#### Exercise inputs

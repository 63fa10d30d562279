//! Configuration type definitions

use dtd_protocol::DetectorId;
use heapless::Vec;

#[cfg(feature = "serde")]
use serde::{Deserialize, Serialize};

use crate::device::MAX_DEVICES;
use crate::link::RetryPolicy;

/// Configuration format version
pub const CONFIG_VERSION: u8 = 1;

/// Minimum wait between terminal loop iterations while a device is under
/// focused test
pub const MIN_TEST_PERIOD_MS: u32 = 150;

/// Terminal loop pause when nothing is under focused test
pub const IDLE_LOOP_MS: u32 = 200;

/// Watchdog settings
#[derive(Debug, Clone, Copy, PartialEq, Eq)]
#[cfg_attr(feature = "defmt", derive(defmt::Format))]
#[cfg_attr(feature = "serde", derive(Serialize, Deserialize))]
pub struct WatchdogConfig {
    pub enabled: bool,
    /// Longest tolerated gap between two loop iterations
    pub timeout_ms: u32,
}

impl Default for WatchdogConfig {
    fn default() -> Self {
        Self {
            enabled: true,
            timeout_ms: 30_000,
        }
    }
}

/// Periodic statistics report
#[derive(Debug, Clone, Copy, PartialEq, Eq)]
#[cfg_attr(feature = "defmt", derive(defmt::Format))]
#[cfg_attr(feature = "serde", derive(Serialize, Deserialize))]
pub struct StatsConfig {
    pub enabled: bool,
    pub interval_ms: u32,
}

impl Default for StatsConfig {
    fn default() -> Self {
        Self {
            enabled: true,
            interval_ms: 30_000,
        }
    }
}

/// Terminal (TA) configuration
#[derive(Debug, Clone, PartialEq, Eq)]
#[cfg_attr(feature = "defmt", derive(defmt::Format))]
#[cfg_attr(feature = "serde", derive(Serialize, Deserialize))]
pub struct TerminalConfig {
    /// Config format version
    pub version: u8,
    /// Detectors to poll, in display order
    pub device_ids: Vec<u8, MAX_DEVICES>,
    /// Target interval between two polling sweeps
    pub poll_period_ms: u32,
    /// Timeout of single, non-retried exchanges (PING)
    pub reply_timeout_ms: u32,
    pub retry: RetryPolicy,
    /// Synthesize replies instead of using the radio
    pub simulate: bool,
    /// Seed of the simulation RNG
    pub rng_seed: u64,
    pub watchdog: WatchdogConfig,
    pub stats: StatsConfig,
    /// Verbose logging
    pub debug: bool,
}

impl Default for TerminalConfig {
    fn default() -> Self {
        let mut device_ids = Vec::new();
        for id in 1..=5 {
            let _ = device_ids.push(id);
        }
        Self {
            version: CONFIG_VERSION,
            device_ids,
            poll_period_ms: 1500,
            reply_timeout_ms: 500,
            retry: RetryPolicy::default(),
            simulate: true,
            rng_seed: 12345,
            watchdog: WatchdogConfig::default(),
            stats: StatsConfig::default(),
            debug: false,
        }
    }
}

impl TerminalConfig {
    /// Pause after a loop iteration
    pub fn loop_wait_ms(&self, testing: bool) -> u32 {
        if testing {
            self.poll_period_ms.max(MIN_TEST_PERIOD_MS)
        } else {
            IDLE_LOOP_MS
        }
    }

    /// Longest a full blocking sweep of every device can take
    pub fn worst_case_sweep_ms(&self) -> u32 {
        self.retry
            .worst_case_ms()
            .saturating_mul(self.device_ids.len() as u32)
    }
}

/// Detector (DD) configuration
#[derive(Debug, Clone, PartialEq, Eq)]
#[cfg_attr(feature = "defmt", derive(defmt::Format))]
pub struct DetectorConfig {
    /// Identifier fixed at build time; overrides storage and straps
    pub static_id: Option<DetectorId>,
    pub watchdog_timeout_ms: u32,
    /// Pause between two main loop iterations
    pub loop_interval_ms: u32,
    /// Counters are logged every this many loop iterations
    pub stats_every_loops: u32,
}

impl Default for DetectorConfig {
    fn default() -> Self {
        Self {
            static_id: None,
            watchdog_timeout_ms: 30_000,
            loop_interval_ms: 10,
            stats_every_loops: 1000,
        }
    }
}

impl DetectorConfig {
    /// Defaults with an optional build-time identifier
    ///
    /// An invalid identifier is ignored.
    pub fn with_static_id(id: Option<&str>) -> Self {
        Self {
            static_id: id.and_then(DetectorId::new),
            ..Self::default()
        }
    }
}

########
#### Exercise inputs

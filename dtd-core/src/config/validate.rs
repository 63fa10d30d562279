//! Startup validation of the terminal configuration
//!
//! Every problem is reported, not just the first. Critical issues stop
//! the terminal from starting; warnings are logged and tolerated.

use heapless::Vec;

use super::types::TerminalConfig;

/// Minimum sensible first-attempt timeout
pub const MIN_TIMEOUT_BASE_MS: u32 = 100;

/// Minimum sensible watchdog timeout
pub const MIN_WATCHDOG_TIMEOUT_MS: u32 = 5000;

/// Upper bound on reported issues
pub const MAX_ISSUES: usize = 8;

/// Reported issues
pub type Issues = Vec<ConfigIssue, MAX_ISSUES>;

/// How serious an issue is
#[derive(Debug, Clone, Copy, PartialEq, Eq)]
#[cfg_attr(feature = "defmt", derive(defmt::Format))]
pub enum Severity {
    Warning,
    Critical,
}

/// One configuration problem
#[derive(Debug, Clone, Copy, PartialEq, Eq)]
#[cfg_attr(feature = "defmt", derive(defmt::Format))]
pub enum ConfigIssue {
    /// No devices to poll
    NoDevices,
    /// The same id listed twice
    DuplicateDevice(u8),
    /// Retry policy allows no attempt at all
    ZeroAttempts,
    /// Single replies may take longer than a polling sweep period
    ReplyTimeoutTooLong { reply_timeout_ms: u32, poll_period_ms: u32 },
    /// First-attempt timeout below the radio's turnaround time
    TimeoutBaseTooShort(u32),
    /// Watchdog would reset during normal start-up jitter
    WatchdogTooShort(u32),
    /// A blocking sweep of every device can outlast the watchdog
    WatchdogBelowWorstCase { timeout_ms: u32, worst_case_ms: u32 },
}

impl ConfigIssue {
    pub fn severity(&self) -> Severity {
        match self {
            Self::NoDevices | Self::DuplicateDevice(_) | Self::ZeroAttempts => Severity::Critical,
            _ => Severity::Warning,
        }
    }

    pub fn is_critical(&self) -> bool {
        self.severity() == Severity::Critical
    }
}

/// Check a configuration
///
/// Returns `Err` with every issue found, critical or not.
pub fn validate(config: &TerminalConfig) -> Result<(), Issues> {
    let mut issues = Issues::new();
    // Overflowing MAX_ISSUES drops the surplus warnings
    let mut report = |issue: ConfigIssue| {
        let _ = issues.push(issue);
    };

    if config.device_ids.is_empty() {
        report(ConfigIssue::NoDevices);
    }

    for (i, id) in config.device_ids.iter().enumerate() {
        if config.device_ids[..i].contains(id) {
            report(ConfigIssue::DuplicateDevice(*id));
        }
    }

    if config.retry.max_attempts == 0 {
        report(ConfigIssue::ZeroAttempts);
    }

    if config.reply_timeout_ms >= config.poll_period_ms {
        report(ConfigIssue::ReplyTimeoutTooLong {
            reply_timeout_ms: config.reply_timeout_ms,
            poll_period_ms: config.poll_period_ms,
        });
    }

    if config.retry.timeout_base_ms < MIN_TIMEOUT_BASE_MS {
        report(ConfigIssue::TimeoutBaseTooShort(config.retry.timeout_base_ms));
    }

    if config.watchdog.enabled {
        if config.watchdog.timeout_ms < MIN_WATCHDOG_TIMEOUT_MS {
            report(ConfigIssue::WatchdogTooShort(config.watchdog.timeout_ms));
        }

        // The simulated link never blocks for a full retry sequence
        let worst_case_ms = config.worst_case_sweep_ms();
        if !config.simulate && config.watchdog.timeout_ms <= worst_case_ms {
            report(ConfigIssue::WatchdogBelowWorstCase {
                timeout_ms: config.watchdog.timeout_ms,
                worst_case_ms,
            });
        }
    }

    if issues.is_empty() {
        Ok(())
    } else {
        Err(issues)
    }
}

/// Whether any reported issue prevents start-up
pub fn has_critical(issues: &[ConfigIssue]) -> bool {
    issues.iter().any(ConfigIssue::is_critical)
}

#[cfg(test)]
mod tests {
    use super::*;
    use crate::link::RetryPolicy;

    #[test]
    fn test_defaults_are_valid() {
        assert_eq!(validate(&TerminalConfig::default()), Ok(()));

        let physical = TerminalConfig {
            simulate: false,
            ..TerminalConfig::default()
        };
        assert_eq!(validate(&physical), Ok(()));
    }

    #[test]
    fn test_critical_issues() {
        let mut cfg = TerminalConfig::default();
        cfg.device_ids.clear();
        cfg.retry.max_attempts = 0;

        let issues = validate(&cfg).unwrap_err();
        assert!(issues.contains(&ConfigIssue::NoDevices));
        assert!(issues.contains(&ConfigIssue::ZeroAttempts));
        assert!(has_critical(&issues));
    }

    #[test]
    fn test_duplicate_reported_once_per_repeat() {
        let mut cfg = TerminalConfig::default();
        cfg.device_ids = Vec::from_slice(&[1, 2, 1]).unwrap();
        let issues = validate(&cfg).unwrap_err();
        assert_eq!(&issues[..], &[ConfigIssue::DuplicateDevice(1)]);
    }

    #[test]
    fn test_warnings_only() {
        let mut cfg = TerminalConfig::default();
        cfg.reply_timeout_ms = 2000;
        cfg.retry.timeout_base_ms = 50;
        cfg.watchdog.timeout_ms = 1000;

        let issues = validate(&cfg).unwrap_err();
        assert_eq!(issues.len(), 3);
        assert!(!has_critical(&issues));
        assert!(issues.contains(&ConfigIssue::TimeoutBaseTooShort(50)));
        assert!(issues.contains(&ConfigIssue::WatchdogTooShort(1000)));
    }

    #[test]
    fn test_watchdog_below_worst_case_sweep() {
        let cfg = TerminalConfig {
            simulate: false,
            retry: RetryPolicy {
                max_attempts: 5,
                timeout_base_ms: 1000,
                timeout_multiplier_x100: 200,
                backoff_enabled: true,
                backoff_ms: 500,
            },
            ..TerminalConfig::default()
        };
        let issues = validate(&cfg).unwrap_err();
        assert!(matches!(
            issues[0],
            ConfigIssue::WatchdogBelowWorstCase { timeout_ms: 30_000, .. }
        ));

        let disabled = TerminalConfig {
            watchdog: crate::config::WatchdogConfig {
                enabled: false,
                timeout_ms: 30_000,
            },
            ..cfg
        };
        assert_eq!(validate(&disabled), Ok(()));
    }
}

########

• **Exercise objective**:
From the material above, copy every line where the word "impl" is found.

• **Solved problem**:
impl Default for WatchdogConfig {
impl Default for StatsConfig {
impl Default for TerminalConfig {
impl TerminalConfig {
impl Default for DetectorConfig {
impl DetectorConfig {
impl ConfigIssue {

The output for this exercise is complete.